In summary, the Commission is of the opinion that the GOC does not raise factors beyond those considered that would call the above findings into question: the GOC refers in its argumentation mainly to the indicators which were still positive at the end of the investigation period and which the Commission acknowledged in recital (461) above. However, the GOC does not provide explanation that would call into question, for instance, the findings in recital (462) above where the Commission listed the other indicators, which showed a deterioration of the situation on the free Union market.
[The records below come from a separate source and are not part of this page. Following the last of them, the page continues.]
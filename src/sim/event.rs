/// Events emitted during a simulation step.
/// The front end consumes these for sound and status; the leaderboard
/// consumes `LevelCompleted`.

use crate::domain::grid::Cell;

#[derive(Clone, Debug, PartialEq)]
pub enum GameEvent {
    CoinCollected { cell: Cell },
    HoleDug { cell: Cell },
    HoleClosed { cell: Cell },
    FireballLaunched,
    OutOfAmmo,
    Exploded { x: f32, y: f32 },
    EnemyDestroyed { count: usize },
    PlayerCaught,
    LevelCompleted { elapsed_ms: u64 },
}
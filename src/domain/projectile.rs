/// Fireballs and the explosions they leave behind.
///
/// A fireball is a `tile/3` square flying horizontally at a fixed speed.
/// It detonates on the first tick where any of these holds:
///
///   - its left edge leaves `[0, width × tile]`
///   - the tile under its centre is Ground (sampled one pixel up, so a ball
///     skimming a floor line reads the row it flies in)
///   - its box overlaps any enemy box
///
/// The explosion sits at the fireball's centre, ages by one tick per step,
/// and removes every enemy whose centre lies within the blast radius on
/// each tick until it expires.

use serde::{Deserialize, Serialize};

use super::entity::{Enemy, Facing};
use super::grid::GridMap;
use super::physics::{cell_at_point, Rect};
use crate::config::PhysicsConfig;

#[derive(Clone, Copy, PartialEq, Debug, Serialize, Deserialize)]
pub struct Fireball {
    pub x: f32,
    pub y: f32,
    pub direction: Facing,
}

impl Fireball {
    pub fn size(tile: f32) -> f32 {
        tile / 3.0
    }

    /// Launch from a player whose top-left is `(px, py)`.
    pub fn launch(px: f32, py: f32, facing: Facing, tile: f32) -> Self {
        let size = Self::size(tile);
        let x = match facing {
            Facing::Right => px + tile,
            Facing::Left => px - tile,
        };
        Fireball { x, y: py + tile * 0.6 - size / 2.0, direction: facing }
    }

    pub fn rect(&self, tile: f32) -> Rect {
        let s = Self::size(tile);
        Rect::new(self.x, self.y, s, s)
    }

    /// Move one tick. Returns the explosion if the fireball detonated.
    pub fn advance(&mut self, grid: &GridMap, enemies: &[Enemy], phys: &PhysicsConfig) -> Option<Explosion> {
        let t = phys.tile_size;
        self.x += phys.fireball_speed * self.direction.sign();

        let rect = self.rect(t);
        let (cx, cy) = rect.center();
        let out_of_bounds = self.x < 0.0 || self.x > grid.width() as f32 * t;
        let hit_wall = grid.tile_at(cell_at_point(cx, cy - 1.0, t)).is_solid();
        let hit_enemy = enemies.iter().any(|e| rect.intersects(&Rect::actor(e.x, e.y, t)));

        (out_of_bounds || hit_wall || hit_enemy).then(|| Explosion::new(cx, cy))
    }
}

#[derive(Clone, Copy, PartialEq, Debug, Serialize, Deserialize)]
pub struct Explosion {
    /// Blast centre in pixels.
    pub x: f32,
    pub y: f32,
    pub age_ms: u64,
}

impl Explosion {
    pub fn new(x: f32, y: f32) -> Self {
        Explosion { x, y, age_ms: 0 }
    }

    pub fn radius(phys: &PhysicsConfig) -> f32 {
        phys.explosion_radius_tiles * phys.tile_size
    }

    pub fn reaches(&self, enemy: &Enemy, phys: &PhysicsConfig) -> bool {
        let half = phys.tile_size / 2.0;
        let (dx, dy) = (enemy.x + half - self.x, enemy.y + half - self.y);
        dx.hypot(dy) <= Self::radius(phys)
    }

    pub fn is_finished(&self, phys: &PhysicsConfig) -> bool {
        self.age_ms > phys.explosion_duration_ms
    }

    /// Age one tick, then remove every enemy in reach unless expired.
    /// Returns how many enemies were destroyed.
    pub fn advance(&mut self, enemies: &mut Vec<Enemy>, phys: &PhysicsConfig) -> usize {
        self.age_ms += phys.tick_rate_ms;
        if self.is_finished(phys) {
            return 0;
        }
        let before = enemies.len();
        enemies.retain(|e| !self.reaches(e, phys));
        before - enemies.len()
    }
}

#[cfg(test)]
mod tests {
    use super::*;

    const T: f32 = 32.0;

    fn phys() -> PhysicsConfig {
        PhysicsConfig::default()
    }

    fn map_from(rows: &[&str]) -> GridMap {
        GridMap::from_rows(rows, 4000).unwrap()
    }

    #[test]
    fn launch_offsets_by_facing() {
        let r = Fireball::launch(64.0, 32.0, Facing::Right, T);
        assert_eq!(r.x, 96.0);
        let size = Fireball::size(T);
        assert!((r.y + size / 2.0 - (32.0 + T * 0.6)).abs() < 1e-4);

        let l = Fireball::launch(64.0, 32.0, Facing::Left, T);
        assert_eq!(l.x, 32.0);
        assert_eq!(r.x - 64.0, 64.0 - l.x);
        assert_eq!(l.direction, Facing::Left);
    }

    #[test]
    fn flies_until_wall() {
        let g = map_from(&[
            "______#",
            "#######",
        ]);
        let p = phys();
        let mut fb = Fireball::launch(0.0, 0.0, Facing::Right, T);
        let mut ticks = 0;
        let blast = loop {
            if let Some(ex) = fb.advance(&g, &[], &p) {
                break ex;
            }
            ticks += 1;
            assert!(ticks < 100);
        };
        // centre entered column 6
        assert!(blast.x >= 6.0 * T && blast.x < 7.0 * T);
        assert!(blast.y > 0.0 && blast.y < T);
    }

    #[test]
    fn detonates_leaving_the_map() {
        let g = map_from(&["___", "###"]);
        let p = phys();
        let mut fb = Fireball::launch(0.0, 0.0, Facing::Left, T);
        assert!(fb.advance(&g, &[], &p).is_some());
    }

    #[test]
    fn detonates_on_enemy_contact() {
        let g = map_from(&["______", "######"]);
        let p = phys();
        let enemies = vec![Enemy::new(3.0 * T, 0.0)];
        let mut fb = Fireball::launch(0.0, 0.0, Facing::Right, T);
        let mut hit = None;
        for _ in 0..20 {
            if let Some(ex) = fb.advance(&g, &enemies, &p) {
                hit = Some(ex);
                break;
            }
        }
        let ex = hit.expect("fireball should reach the enemy");
        assert!(ex.x < 4.0 * T);
    }

    #[test]
    fn explosion_destroys_enemies_in_radius_only() {
        let p = phys();
        let mut ex = Explosion::new(2.0 * T + 16.0, 16.0);
        let mut enemies = vec![
            Enemy::new(3.0 * T, 0.0), // 1 tile away
            Enemy::new(6.0 * T, 0.0), // 4 tiles away
        ];
        assert_eq!(ex.advance(&mut enemies, &p), 1);
        assert_eq!(enemies.len(), 1);
        assert_eq!(enemies[0].x, 6.0 * T);
    }

    #[test]
    fn explosion_expires_after_duration() {
        let p = phys();
        let mut ex = Explosion::new(0.0, 0.0);
        let mut none: Vec<Enemy> = vec![];
        let mut ticks = 0;
        while !ex.is_finished(&p) {
            ex.advance(&mut none, &p);
            ticks += 1;
        }
        assert_eq!(ticks as u64, p.explosion_duration_ms / p.tick_rate_ms + 1);

        // expired blasts no longer kill
        let mut late = vec![Enemy::new(0.0, 0.0)];
        assert_eq!(ex.advance(&mut late, &p), 0);
        assert_eq!(late.len(), 1);
    }
}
In recital (462) above, apart from referring to the loss of market share and the reduction of investments in the light of the negative return on investment, the Commission also highlighted that the losses reached unsustainable levels in the second half of 2015. Therefore the Commission rejected all arguments of the GOC in this respect.
5. THREAT OF INJURY
the nature of the subsidy or subsidies in question and the trade effects likely to arise therefrom;
a significant rate of increase of subsidised imports into the Union market indicating the likelihood of substantially increased imports;
sufficient freely disposable capacity of the exporting producer on the part of the exporter or an imminent and substantial increase in such capacity indicating the likelihood of substantially increased subsidised exports to the Union, account being taken of the availability of other export markets to absorb any additional exports;
whether imports are entering at prices that would, to a significant degree, depress prices or prevent price increases which otherwise would have occurred, and would probably increase demand for further imports, and;
the level of inventories.
| Table 15 | ||||||
| Evolution of Chinese import volume (tonnes) | ||||||
| Source: Eurostat. | ||||||
| 2014 | IP (2015) | January-June 2016 | July-September 2016 | October-December 2016 | January-February 2017 | |
|---|---|---|---|---|---|---|
| Volume of imports from China | 592 104 | 1 519 304 | 773 275 | 296 267 | 1 460 | 5 024 |
| Average monthly Chinese imports | 49 342 | 126 608 | 128 879 | 98 756 | 486 | 2 512 |
The average monthly Chinese import volumes in the period July-September 2016 are still twice as high as the average monthly imports in 2014;
The decrease in the average monthly Chinese import volumes from July 2016-September 2016 (compared to 2015) can be explained by:
the chilling effect of the request for registration by the complainant on 5 April 2016 and its update in June 2016 on financial data in the anti-dumping proceeding against dumped imports from China on the product concerned (which, though, was withdrawn only in mid-August 2016);
the adoption by the Commission of Implementing Regulation (EU) 2016/1329 of 29 July 2016 levying the definitive anti-dumping duty on the registered imports of certain cold-rolled flat steel products originating in the People's Republic of China and the Russian Federation(61), under which anti-dumping duties were collected retroactively for the first time and;
the knowledge of the intention of the Commission to decide on provisional measures within 8 months of initiation (instead of 9 months).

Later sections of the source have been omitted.